> _Task brief_: Filter these entries, keeping only lines that hold the word "still".

> _Entries shown_:
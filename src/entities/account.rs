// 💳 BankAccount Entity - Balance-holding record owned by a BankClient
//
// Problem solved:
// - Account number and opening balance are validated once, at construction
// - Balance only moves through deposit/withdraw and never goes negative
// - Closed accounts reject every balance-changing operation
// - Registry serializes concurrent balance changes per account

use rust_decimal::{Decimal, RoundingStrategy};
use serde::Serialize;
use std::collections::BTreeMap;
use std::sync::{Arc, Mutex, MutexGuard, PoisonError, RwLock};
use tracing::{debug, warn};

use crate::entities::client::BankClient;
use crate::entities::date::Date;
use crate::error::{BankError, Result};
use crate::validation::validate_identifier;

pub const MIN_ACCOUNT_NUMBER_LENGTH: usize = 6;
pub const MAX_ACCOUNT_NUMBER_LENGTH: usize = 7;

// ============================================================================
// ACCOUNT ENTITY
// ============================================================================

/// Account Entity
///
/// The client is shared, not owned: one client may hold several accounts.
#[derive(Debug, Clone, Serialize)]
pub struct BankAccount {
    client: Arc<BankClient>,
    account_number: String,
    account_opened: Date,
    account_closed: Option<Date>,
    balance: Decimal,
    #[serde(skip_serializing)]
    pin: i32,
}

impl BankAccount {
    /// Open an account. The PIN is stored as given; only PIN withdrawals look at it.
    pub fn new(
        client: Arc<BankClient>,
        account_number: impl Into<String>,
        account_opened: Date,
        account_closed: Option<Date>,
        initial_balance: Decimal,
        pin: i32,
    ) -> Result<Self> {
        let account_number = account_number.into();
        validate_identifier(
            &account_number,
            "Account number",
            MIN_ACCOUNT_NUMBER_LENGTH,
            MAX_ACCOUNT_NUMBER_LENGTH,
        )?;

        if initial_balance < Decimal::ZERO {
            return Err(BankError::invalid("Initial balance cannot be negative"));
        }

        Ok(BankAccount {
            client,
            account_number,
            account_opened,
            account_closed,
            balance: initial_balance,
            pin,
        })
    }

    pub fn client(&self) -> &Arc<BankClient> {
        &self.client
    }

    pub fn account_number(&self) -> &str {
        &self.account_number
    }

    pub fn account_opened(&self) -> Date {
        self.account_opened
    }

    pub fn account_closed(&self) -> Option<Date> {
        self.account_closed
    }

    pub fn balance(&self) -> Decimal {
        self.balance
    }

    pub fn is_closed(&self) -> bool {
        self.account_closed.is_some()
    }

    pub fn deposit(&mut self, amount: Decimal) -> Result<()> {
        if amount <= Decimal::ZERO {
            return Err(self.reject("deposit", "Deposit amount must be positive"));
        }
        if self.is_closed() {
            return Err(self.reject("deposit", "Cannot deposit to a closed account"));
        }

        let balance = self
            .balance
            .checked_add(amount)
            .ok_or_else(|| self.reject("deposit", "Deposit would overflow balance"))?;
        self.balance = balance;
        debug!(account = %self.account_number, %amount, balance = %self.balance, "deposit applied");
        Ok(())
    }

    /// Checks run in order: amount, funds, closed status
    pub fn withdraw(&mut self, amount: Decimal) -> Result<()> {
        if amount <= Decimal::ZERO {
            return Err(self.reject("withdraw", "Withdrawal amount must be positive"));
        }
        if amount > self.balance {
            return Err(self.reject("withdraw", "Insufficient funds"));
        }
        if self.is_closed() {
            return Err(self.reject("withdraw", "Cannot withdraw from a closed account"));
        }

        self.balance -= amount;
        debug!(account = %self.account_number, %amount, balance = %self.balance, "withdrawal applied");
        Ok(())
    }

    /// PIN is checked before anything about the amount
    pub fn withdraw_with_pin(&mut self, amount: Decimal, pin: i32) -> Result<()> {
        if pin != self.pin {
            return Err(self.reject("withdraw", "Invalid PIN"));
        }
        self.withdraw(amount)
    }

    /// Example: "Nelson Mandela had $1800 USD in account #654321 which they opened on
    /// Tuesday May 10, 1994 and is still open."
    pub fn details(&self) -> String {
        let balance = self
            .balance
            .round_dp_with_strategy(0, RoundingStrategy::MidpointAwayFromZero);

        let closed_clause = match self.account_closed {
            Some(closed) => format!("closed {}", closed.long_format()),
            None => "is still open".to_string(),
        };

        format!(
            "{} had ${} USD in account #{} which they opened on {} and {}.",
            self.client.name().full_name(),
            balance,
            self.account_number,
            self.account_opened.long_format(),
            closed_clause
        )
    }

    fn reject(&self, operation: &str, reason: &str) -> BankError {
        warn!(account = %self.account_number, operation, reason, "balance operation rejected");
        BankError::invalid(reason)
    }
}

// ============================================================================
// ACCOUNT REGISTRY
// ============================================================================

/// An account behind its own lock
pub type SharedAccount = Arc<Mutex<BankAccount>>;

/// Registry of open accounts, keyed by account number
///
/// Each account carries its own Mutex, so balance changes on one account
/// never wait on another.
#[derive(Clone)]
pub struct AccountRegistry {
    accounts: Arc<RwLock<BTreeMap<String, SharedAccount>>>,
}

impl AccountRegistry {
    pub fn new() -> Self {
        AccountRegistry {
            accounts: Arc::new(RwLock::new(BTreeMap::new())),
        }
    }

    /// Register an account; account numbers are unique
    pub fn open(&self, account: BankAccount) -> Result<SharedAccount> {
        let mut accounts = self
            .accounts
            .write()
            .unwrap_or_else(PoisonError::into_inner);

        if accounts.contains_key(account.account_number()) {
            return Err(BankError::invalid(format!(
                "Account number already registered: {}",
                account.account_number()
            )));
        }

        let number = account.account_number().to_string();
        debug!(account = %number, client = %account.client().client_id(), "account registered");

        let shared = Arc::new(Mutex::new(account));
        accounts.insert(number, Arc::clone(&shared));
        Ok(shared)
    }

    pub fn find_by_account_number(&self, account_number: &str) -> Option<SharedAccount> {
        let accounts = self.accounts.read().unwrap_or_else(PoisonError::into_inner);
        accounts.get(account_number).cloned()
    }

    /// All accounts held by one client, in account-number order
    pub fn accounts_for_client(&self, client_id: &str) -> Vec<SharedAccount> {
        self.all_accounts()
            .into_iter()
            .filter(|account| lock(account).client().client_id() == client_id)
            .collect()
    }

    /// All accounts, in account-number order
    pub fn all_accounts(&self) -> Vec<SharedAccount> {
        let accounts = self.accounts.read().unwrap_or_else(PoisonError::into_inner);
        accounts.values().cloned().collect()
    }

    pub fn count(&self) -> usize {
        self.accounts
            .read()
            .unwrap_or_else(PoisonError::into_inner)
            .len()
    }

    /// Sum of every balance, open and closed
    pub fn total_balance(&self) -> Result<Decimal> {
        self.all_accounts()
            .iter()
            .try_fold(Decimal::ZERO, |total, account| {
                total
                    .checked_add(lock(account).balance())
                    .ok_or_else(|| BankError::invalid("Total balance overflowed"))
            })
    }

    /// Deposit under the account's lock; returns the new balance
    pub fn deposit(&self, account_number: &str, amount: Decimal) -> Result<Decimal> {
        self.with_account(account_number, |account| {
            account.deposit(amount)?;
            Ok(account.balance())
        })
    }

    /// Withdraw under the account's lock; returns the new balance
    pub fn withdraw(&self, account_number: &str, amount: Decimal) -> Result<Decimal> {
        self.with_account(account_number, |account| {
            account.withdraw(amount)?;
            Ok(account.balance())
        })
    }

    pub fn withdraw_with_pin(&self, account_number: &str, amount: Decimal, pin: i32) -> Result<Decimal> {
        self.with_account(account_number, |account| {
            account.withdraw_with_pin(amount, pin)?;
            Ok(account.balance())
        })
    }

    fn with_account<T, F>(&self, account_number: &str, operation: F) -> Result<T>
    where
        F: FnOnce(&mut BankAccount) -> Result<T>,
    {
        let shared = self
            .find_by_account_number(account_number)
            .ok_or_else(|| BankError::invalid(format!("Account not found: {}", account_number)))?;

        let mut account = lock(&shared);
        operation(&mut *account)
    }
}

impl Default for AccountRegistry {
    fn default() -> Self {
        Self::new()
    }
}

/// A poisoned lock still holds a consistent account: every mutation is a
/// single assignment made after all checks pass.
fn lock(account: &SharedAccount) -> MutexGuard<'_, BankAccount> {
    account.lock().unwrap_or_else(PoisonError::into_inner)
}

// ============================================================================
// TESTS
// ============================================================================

> _Reply to the exercise_:
    /// Tuesday May 10, 1994 and is still open."
            None => "is still open".to_string(),
/// A poisoned lock still holds a consistent account: every mutation is a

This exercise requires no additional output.